MEXICO CITY (AP) - A Mexican state’s decision to cancel a two-day heavy metal concert with top bands like Kiss, Twisted Sister and Guns ‘N Roses is drawing fire from fans and organizers, who say they suspect that political motives, corruption or discrimination are behind the move.
The Mexico state government says the March 15-16 “Hell and Heaven Metal Fest” concert planned for a fairground just east of Mexico City did not have adequate safety plans, posing a risk to concert-goers. The web pages of all three of the metal bands still showed the concert on their tour schedules.
The state sent about 300 riot police to surround the fairgrounds Friday in the township of Texcoco. The state civil defense office, and its federal counterpart, said in a statement that it had cancelled the organizers’ plans “for 70,000 to 80,000 people and 50 musical groups, because safety conditions for potential concert-goers were not ensured.” It cited a lack of fire safety and evacuation plans, and inadequate planning for fireworks.
But concert organizers noted that the same fairgrounds are used each year for the Texcoco International Horse Fair, which is essentially a big concert drawing crowds nearly as large, with groups that perform songs directly related to violence, like narco corridos, which celebrate the exploits of drug cartel leaders.
For decades in the 1960s, 1970s and early 1980s, the Mexican government effectively blocked most outdoor rock concerts, apparently fearful of gatherings of rebellious youth. But in Mexico, it is drug cartel violence that has cost tens of thousands of lives in recent years.
The town of Texcoco is governed by the leftist Citizens’ Movement party and still supports the Metal Fest.
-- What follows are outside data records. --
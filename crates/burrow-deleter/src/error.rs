use thiserror::Error;

/// Result type for deletion pipeline operations.
pub type Result<T> = std::result::Result<T, DeletionError>;

#[derive(Debug, Clone, Error)]
pub enum DeletionError {
    #[error("deletion pipeline is stopped")]
    Stopped,
    #[error("deletion worker failed: {0}")]
    Worker(String),
}
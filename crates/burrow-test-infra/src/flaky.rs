//! A [`Storage`] wrapper whose failures can be switched on per operation.

use async_trait::async_trait;
use burrow_core::{Context, MappingRecord, Result, Stats, Storage, StorageError};
use parking_lot::Mutex;
use std::collections::HashSet;
use std::sync::atomic::{AtomicBool, AtomicUsize, Ordering};
use std::sync::Arc;
use tokio::sync::watch;

/// Wraps a backend and injects transient failures on demand.
///
/// Calls that are not failed are forwarded unchanged, so the wrapped store
/// reflects every successful write.
pub struct FlakyStorage {
    inner: Arc<dyn Storage>,
    fail_delete: AtomicBool,
    fail_fetch_for: Mutex<HashSet<String>>,
    delete_calls: AtomicUsize,
    fetch_calls: AtomicUsize,
    deleted_batches: Mutex<Vec<Vec<String>>>,
    fetch_gate: watch::Sender<bool>,
    held_fetches: AtomicUsize,
}

impl FlakyStorage {
    pub fn new(inner: Arc<dyn Storage>) -> Self {
        let (fetch_gate, _) = watch::channel(false);
        Self {
            inner,
            fail_delete: AtomicBool::new(false),
            fail_fetch_for: Mutex::new(HashSet::new()),
            delete_calls: AtomicUsize::new(0),
            fetch_calls: AtomicUsize::new(0),
            deleted_batches: Mutex::new(Vec::new()),
            fetch_gate,
            held_fetches: AtomicUsize::new(0),
        }
    }

    /// Makes `delete_short` fail until switched off again.
    pub fn fail_deletes(&self, fail: bool) {
        self.fail_delete.store(fail, Ordering::SeqCst);
    }

    /// Makes `get_user_urls` fail for `user_id` until [`heal_fetch`](Self::heal_fetch).
    pub fn fail_fetch(&self, user_id: &str) {
        self.fail_fetch_for.lock().insert(user_id.to_string());
    }

    pub fn heal_fetch(&self, user_id: &str) {
        self.fail_fetch_for.lock().remove(user_id);
    }

    /// Parks every `get_user_urls` call until [`release_fetches`](Self::release_fetches).
    pub fn hold_fetches(&self) {
        self.fetch_gate.send_replace(true);
    }

    pub fn release_fetches(&self) {
        self.fetch_gate.send_replace(false);
    }

    /// Number of `get_user_urls` calls currently parked.
    pub fn held_fetches(&self) -> usize {
        self.held_fetches.load(Ordering::SeqCst)
    }

    /// Number of `delete_short` calls, failed ones included.
    pub fn delete_calls(&self) -> usize {
        self.delete_calls.load(Ordering::SeqCst)
    }

    /// Number of `get_user_urls` calls, failed ones included.
    pub fn fetch_calls(&self) -> usize {
        self.fetch_calls.load(Ordering::SeqCst)
    }

    /// Code lists passed to successful `delete_short` calls, in call order.
    pub fn deleted_batches(&self) -> Vec<Vec<String>> {
        self.deleted_batches.lock().clone()
    }
}

#[async_trait]
impl Storage for FlakyStorage {
    async fn ping(&self, ctx: &Context) -> Result<()> {
        self.inner.ping(ctx).await
    }

    async fn get_addr(&self, ctx: &Context, short_code: &str) -> Result<MappingRecord> {
        self.inner.get_addr(ctx, short_code).await
    }

    async fn set(&self, ctx: &Context, record: MappingRecord) -> Result<()> {
        self.inner.set(ctx, record).await
    }

    async fn update(&self, ctx: &Context, records: Vec<MappingRecord>) -> Result<()> {
        self.inner.update(ctx, records).await
    }

    async fn get_user_urls(&self, ctx: &Context, user_id: &str) -> Result<Vec<MappingRecord>> {
        self.fetch_calls.fetch_add(1, Ordering::SeqCst);

        let mut gate = self.fetch_gate.subscribe();
        let held = *gate.borrow();
        if held {
            self.held_fetches.fetch_add(1, Ordering::SeqCst);
            let _ = gate.wait_for(|held| !*held).await;
            self.held_fetches.fetch_sub(1, Ordering::SeqCst);
        }

        if self.fail_fetch_for.lock().contains(user_id) {
            return Err(StorageError::Unavailable(format!(
                "injected fetch failure for {user_id}"
            )));
        }
        self.inner.get_user_urls(ctx, user_id).await
    }

    async fn delete_short(&self, ctx: &Context, short_codes: &[String]) -> Result<()> {
        self.delete_calls.fetch_add(1, Ordering::SeqCst);
        if self.fail_delete.load(Ordering::SeqCst) {
            return Err(StorageError::Unavailable("injected delete failure".into()));
        }
        self.inner.delete_short(ctx, short_codes).await?;
        self.deleted_batches.lock().push(short_codes.to_vec());
        Ok(())
    }

    async fn stats(&self, ctx: &Context) -> Result<Stats> {
        self.inner.stats(ctx).await
    }

    async fn close(&self) -> Result<()> {
        self.inner.close().await
    }
}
Town spokesman Francisco Vazquez said he believes the state government, which is in the hands of the ruling Institutional Revolutionary Party, may have cancelled the concert for political reasons.
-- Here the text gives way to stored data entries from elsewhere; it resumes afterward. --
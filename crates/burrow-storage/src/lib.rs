//! Storage backends for the Burrow URL shortener.
//!
//! Both backends implement [`burrow_core::Storage`] with identical
//! semantics: [`MemoryStorage`] keeps the index in memory and persists it to
//! an append-only log, [`PostgresStorage`] keeps it in a PostgreSQL table.

pub mod memory;
pub mod postgres;

pub use burrow_core::{Context, MappingRecord, Stats, Storage, StorageError};
pub use memory::MemoryStorage;
pub use postgres::{PoolSettings, PostgresStorage};
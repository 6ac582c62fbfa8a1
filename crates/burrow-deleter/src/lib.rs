//! Background, batched soft deletion of short codes.
//!
//! ```no_run
//! # use std::sync::Arc;
//! # use burrow_core::Storage;
//! # async fn demo(storage: Arc<dyn Storage>) -> burrow_deleter::Result<()> {
//! use burrow_deleter::{DeletionConfig, DeletionPipeline};
//!
//! let pipeline = DeletionPipeline::spawn(storage, DeletionConfig::default());
//! pipeline.submit("user-1", vec!["abc123".to_string()]).await?;
//! pipeline.shutdown().await?;
//! # Ok(())
//! # }
//! ```

mod batch;
pub mod config;
pub mod error;
mod pipeline;

pub use batch::{DeleteIntent, FlushOutcome};
pub use config::{DeletionConfig, FetchFailurePolicy};
pub use error::{DeletionError, Result};
pub use pipeline::{DeletionHandle, DeletionPipeline, PipelineState};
“I can’t rule that out,” said Vazquez. “This is discrimination against Texcoco.”
But lingering suspicion of heavy metal in socially conservative Mexico may have played a role.
Texcoco market vendor Juan Portugues told the Milenio television network that local residents were leery of the festival. “We think that this event, this metal event, will be attended by a certain type of people, gangs will come.”
Juan Carlos Guerrero, the spokesman for the concert organizers, said “I don’t know if this is discrimination against the metal community, I couldn’t prove that’s the case, but there are some things that make you wonder, and one is that massive ‘grupero’ (another northern Mexico genre) concerts have been held in Texcoco, with as many as 200,000 people.”
Another of the concert’s organizers, Javier Castaneda, vowed the show would go on. “This is not a question of discrimination against heavy metal, it is more about political and financial interests,” said Castaneda.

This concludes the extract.